Start of Data shown
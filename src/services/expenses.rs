use serde_json::Value;

use crate::{
    data::{Data, Expense, InsertExpense},
    error::ApiError,
    services::dates::{iso_date, parse_timestamp},
    utils::{is_truthy, to_number, to_text},
};

pub const REQUIRED_FIELDS: [&str; 4] = ["amount", "description", "category", "date"];

#[derive(Debug, PartialEq, thiserror::Error)]
pub enum ValidationError {
    #[error("Invalid JSON body")]
    InvalidJson,

    #[error("Missing required fields: {}", .0.join(", "))]
    MissingFields(Vec<&'static str>),

    #[error("Invalid field: amount must be a number")]
    InvalidAmount,

    #[error("Invalid field: date must be a valid date string (e.g. 2025-01-01)")]
    InvalidDate,
}

impl From<ValidationError> for ApiError {
    fn from(err: ValidationError) -> Self {
        return ApiError::BadRequest(err.to_string());
    }
}

pub async fn query(data: &Data) -> Vec<Expense> {
    return data.query_expenses().await;
}

pub async fn create(data: &Data, body: &[u8]) -> Result<Expense, ApiError> {
    let input = parse_body(body)?;
    let expense = validate(&input)?;

    return Ok(data.insert_expense(expense).await);
}

/// An empty body reads as `{}`.
pub fn parse_body(body: &[u8]) -> Result<Value, ValidationError> {
    if body.is_empty() {
        return Ok(Value::Object(Default::default()));
    }

    return serde_json::from_slice(body).map_err(|err| {
        tracing::debug!("invalid json body: {err}");
        ValidationError::InvalidJson
    });
}

pub fn validate(input: &Value) -> Result<InsertExpense, ValidationError> {
    let [amount, description, category, date] = REQUIRED_FIELDS.map(|field| input.get(field));

    let missing = REQUIRED_FIELDS
        .into_iter()
        .zip([
            is_amount_present(amount),
            description.is_some_and(is_truthy),
            category.is_some_and(is_truthy),
            date.is_some_and(is_truthy),
        ])
        .filter_map(|(field, present)| (!present).then_some(field))
        .collect::<Vec<_>>();

    let (Some(amount), Some(description), Some(category), Some(date), true) =
        (amount, description, category, date, missing.is_empty())
    else {
        return Err(ValidationError::MissingFields(missing));
    };

    let amount = to_number(amount).ok_or(ValidationError::InvalidAmount)?;
    let timestamp = parse_timestamp(&to_text(date)).ok_or(ValidationError::InvalidDate)?;

    return Ok(InsertExpense {
        amount,
        description: to_text(description),
        category: to_text(category),
        date: iso_date(&timestamp),
    });
}

/// Zero and `false` count as an amount, only absent, `null` and `""` do not.
fn is_amount_present(amount: Option<&Value>) -> bool {
    return match amount {
        None | Some(Value::Null) => false,
        Some(Value::String(s)) => !s.is_empty(),
        Some(_) => true,
    };
}

#[cfg(test)]
mod test {
    use serde_json::json;

    use crate::data::{Data, InsertExpense};

    use super::{ValidationError, create, parse_body, validate};

    fn valid() -> serde_json::Value {
        json!({
            "amount": 12.5,
            "description": "coffee",
            "category": "food",
            "date": "2025-01-01"
        })
    }

    #[test]
    fn accepts_a_valid_expense() {
        assert_eq!(
            validate(&valid()),
            Ok(InsertExpense {
                amount: 12.5,
                description: "coffee".to_owned(),
                category: "food".to_owned(),
                date: "2025-01-01".to_owned(),
            })
        );
    }

    #[test]
    fn empty_body_reports_every_field() {
        let input = parse_body(b"").expect("empty body");
        let err = validate(&input).expect_err("should be missing fields");

        assert_eq!(
            err.to_string(),
            "Missing required fields: amount, description, category, date"
        );
    }

    #[test]
    fn reports_missing_fields_in_declaration_order() {
        let input = json!({ "amount": 3, "date": "2025-01-01" });

        assert_eq!(
            validate(&input).expect_err("missing").to_string(),
            "Missing required fields: description, category"
        );
    }

    #[test]
    fn falsy_values_are_missing() {
        let input = json!({
            "amount": "",
            "description": 0,
            "category": false,
            "date": null
        });

        assert_eq!(
            validate(&input),
            Err(ValidationError::MissingFields(vec![
                "amount",
                "description",
                "category",
                "date"
            ]))
        );
    }

    #[test]
    fn zero_amount_is_present() {
        let mut input = valid();
        input["amount"] = json!(0);

        assert_eq!(validate(&input).expect("valid").amount, 0.0);
    }

    #[test]
    fn non_object_bodies_have_no_fields() {
        for body in [&b"null"[..], b"[1,2]", b"42", b"\"text\""] {
            let input = parse_body(body).expect("json");
            assert_eq!(
                validate(&input),
                Err(ValidationError::MissingFields(vec![
                    "amount",
                    "description",
                    "category",
                    "date"
                ]))
            );
        }
    }

    #[test]
    fn rejects_invalid_json() {
        assert_eq!(parse_body(b"{amount:"), Err(ValidationError::InvalidJson));
        assert_eq!(
            ValidationError::InvalidJson.to_string(),
            "Invalid JSON body"
        );
    }

    #[test]
    fn rejects_non_numeric_amount() {
        let mut input = valid();
        input["amount"] = json!("abc");

        let err = validate(&input).expect_err("bad amount");
        assert_eq!(err, ValidationError::InvalidAmount);
        assert_eq!(err.to_string(), "Invalid field: amount must be a number");
    }

    #[test]
    fn rejects_unparsable_date() {
        let mut input = valid();
        input["date"] = json!("not-a-date");

        let err = validate(&input).expect_err("bad date");
        assert_eq!(err, ValidationError::InvalidDate);
        assert_eq!(
            err.to_string(),
            "Invalid field: date must be a valid date string (e.g. 2025-01-01)"
        );
    }

    #[test]
    fn coerces_field_values() {
        let input = json!({
            "amount": " 7.25 ",
            "description": 42,
            "category": ["home", "rent"],
            "date": "2025-03-10T22:00:00-05:00"
        });

        assert_eq!(
            validate(&input),
            Ok(InsertExpense {
                amount: 7.25,
                description: "42".to_owned(),
                category: "home,rent".to_owned(),
                date: "2025-03-11".to_owned(),
            })
        );
    }

    #[tokio::test]
    async fn create_appends_only_valid_expenses() {
        let data = Data::new();

        let first = create(&data, valid().to_string().as_bytes())
            .await
            .expect("first");
        assert!(create(&data, b"{}").await.is_err());
        let second = create(&data, valid().to_string().as_bytes())
            .await
            .expect("second");

        assert_eq!((first.id, second.id), (1, 2));
        assert_eq!(data.count_expenses().await, 2);
    }
}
End of Data shown
#### [Exercise goal]
Your answer must be a single number: the count of lines above that contain the string "return".

#### [Solution for this exercise]
8